[Stored data entries]
=== Section Start ===
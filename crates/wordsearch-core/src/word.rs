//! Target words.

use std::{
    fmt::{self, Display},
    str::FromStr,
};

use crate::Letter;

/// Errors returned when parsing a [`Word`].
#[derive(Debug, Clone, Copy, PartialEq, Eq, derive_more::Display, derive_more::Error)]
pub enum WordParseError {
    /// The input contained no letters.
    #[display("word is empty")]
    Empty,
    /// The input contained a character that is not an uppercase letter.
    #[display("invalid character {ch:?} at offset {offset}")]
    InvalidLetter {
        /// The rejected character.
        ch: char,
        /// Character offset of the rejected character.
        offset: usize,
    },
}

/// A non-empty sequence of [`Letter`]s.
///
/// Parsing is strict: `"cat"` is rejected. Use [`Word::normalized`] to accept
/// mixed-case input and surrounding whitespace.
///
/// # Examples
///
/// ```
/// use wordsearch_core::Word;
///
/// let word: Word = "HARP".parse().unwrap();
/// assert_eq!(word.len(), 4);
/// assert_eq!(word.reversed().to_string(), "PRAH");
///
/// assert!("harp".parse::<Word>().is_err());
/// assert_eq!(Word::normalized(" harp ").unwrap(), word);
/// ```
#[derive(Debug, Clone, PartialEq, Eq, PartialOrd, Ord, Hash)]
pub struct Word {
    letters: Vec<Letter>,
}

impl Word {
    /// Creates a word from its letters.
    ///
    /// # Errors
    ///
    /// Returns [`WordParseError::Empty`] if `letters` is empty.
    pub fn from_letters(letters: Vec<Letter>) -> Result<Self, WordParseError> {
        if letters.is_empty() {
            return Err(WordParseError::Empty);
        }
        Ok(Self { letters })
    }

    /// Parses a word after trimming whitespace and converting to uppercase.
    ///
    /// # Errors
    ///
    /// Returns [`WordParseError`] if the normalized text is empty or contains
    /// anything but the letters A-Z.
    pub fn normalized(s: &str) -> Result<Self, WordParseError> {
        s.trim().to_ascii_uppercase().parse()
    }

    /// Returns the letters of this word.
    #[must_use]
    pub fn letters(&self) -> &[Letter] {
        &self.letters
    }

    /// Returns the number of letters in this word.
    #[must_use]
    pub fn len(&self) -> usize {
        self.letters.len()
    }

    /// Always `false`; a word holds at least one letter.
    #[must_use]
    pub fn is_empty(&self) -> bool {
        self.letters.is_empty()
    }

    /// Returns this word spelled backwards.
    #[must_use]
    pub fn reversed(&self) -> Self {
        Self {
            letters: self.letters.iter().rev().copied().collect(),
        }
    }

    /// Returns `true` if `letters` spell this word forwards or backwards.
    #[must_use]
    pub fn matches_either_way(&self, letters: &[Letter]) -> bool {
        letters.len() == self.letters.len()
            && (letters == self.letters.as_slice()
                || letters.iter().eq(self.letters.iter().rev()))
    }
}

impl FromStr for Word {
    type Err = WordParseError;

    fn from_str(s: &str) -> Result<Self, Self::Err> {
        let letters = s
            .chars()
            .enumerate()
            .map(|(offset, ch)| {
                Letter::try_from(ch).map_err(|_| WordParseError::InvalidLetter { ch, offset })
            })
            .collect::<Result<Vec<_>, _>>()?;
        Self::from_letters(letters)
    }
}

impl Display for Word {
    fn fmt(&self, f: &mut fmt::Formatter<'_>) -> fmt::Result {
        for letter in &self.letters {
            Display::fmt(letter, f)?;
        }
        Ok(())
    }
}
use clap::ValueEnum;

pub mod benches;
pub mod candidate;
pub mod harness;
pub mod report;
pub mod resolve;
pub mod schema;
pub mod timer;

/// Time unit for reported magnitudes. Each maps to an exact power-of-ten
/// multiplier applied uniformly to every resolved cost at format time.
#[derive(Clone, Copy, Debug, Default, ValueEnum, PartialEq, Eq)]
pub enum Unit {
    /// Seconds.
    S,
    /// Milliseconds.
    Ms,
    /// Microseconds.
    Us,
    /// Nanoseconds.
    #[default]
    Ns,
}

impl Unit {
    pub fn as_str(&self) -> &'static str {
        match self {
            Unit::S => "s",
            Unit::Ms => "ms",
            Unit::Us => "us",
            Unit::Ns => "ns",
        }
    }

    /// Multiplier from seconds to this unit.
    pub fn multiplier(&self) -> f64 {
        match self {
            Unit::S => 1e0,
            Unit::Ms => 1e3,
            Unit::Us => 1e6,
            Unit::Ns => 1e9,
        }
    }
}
=== Section End ===
__WHAT YOU SHOULD DO__:
The answer is every entry, repeated word for word.

__EXERCISE RESULT__:
filename crates/wordsearch-core/src/word.rs
//! Target words.

use std::{
    fmt::{self, Display},
    str::FromStr,
};

use crate::Letter;

/// Errors returned when parsing a [`Word`].
#[derive(Debug, Clone, Copy, PartialEq, Eq, derive_more::Display, derive_more::Error)]
pub enum WordParseError {
    /// The input contained no letters.
    #[display("word is empty")]
    Empty,
    /// The input contained a character that is not an uppercase letter.
    #[display("invalid character {ch:?} at offset {offset}")]
    InvalidLetter {
        /// The rejected character.
        ch: char,
        /// Character offset of the rejected character.
        offset: usize,
    },
}

/// A non-empty sequence of [`Letter`]s.
///
/// Parsing is strict: `"cat"` is rejected. Use [`Word::normalized`] to accept
/// mixed-case input and surrounding whitespace.
///
/// # Examples
///
/// ```
/// use wordsearch_core::Word;
///
/// let word: Word = "HARP".parse().unwrap();
/// assert_eq!(word.len(), 4);
/// assert_eq!(word.reversed().to_string(), "PRAH");
///
/// assert!("harp".parse::<Word>().is_err());
/// assert_eq!(Word::normalized(" harp ").unwrap(), word);
/// ```
#[derive(Debug, Clone, PartialEq, Eq, PartialOrd, Ord, Hash)]
pub struct Word {
    letters: Vec<Letter>,
}

impl Word {
    /// Creates a word from its letters.
    ///
    /// # Errors
    ///
    /// Returns [`WordParseError::Empty`] if `letters` is empty.
    pub fn from_letters(letters: Vec<Letter>) -> Result<Self, WordParseError> {
        if letters.is_empty() {
            return Err(WordParseError::Empty);
        }
        Ok(Self { letters })
    }

    /// Parses a word after trimming whitespace and converting to uppercase.
    ///
    /// # Errors
    ///
    /// Returns [`WordParseError`] if the normalized text is empty or contains
    /// anything but the letters A-Z.
    pub fn normalized(s: &str) -> Result<Self, WordParseError> {
        s.trim().to_ascii_uppercase().parse()
    }

    /// Returns the letters of this word.
    #[must_use]
    pub fn letters(&self) -> &[Letter] {
        &self.letters
    }

    /// Returns the number of letters in this word.
    #[must_use]
    pub fn len(&self) -> usize {
        self.letters.len()
    }

    /// Always `false`; a word holds at least one letter.
    #[must_use]
    pub fn is_empty(&self) -> bool {
        self.letters.is_empty()
    }

    /// Returns this word spelled backwards.
    #[must_use]
    pub fn reversed(&self) -> Self {
        Self {
            letters: self.letters.iter().rev().copied().collect(),
        }
    }

    /// Returns `true` if `letters` spell this word forwards or backwards.
    #[must_use]
    pub fn matches_either_way(&self, letters: &[Letter]) -> bool {
        letters.len() == self.letters.len()
            && (letters == self.letters.as_slice()
                || letters.iter().eq(self.letters.iter().rev()))
    }
}

impl FromStr for Word {
    type Err = WordParseError;

    fn from_str(s: &str) -> Result<Self, Self::Err> {
        let letters = s
            .chars()
            .enumerate()
            .map(|(offset, ch)| {
                Letter::try_from(ch).map_err(|_| WordParseError::InvalidLetter { ch, offset })
            })
            .collect::<Result<Vec<_>, _>>()?;
        Self::from_letters(letters)
    }
}

impl Display for Word {
    fn fmt(&self, f: &mut fmt::Formatter<'_>) -> fmt::Result {
        for letter in &self.letters {
            Display::fmt(letter, f)?;
        }
        Ok(())
    }
}
use clap::ValueEnum;

pub mod benches;
pub mod candidate;
pub mod harness;
pub mod report;
pub mod resolve;
pub mod schema;
pub mod timer;

/// Time unit for reported magnitudes. Each maps to an exact power-of-ten
/// multiplier applied uniformly to every resolved cost at format time.
#[derive(Clone, Copy, Debug, Default, ValueEnum, PartialEq, Eq)]
pub enum Unit {
    /// Seconds.
    S,
    /// Milliseconds.
    Ms,
    /// Microseconds.
    Us,
    /// Nanoseconds.
    #[default]
    Ns,
}

impl Unit {
    pub fn as_str(&self) -> &'static str {
        match self {
            Unit::S => "s",
            Unit::Ms => "ms",
            Unit::Us => "us",
            Unit::Ns => "ns",
        }
    }

    /// Multiplier from seconds to this unit.
    pub fn multiplier(&self) -> f64 {
        match self {
            Unit::S => 1e0,
            Unit::Ms => 1e3,
            Unit::Us => 1e6,
            Unit::Ns => 1e9,
        }
    }
}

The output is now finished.